__About this exercise__
Determine which lines of the records include the word "filename", and copy them.

######

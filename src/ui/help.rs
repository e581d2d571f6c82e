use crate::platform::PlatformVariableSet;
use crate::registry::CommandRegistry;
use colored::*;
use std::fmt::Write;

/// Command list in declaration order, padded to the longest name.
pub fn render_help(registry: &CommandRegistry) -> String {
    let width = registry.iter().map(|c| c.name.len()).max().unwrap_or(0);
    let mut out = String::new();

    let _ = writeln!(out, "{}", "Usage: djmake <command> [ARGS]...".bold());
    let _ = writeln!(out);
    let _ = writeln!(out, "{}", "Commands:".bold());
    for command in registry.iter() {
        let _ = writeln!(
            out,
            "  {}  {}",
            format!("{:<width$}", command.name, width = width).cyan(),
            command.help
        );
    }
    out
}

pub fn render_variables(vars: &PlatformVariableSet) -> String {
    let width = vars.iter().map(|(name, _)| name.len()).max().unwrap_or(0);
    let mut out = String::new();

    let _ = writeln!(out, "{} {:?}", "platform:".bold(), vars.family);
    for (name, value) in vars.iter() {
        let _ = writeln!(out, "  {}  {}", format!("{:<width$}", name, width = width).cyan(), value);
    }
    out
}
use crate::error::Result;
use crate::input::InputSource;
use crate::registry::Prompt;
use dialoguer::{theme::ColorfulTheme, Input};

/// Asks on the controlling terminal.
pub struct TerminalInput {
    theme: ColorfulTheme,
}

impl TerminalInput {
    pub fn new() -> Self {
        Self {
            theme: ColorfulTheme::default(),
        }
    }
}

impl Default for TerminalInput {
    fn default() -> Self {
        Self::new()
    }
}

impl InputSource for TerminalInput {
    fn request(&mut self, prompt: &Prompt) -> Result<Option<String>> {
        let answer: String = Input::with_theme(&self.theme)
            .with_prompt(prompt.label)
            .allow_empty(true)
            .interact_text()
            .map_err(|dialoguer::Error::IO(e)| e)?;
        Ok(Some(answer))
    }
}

######

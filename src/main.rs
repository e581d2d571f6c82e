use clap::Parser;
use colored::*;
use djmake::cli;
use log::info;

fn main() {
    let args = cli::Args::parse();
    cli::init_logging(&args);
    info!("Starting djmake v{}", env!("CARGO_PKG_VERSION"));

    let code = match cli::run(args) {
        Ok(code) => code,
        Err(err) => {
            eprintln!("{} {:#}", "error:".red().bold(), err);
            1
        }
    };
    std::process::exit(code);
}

######

__Your response__
filename src/ui/help.rs
filename src/main.rs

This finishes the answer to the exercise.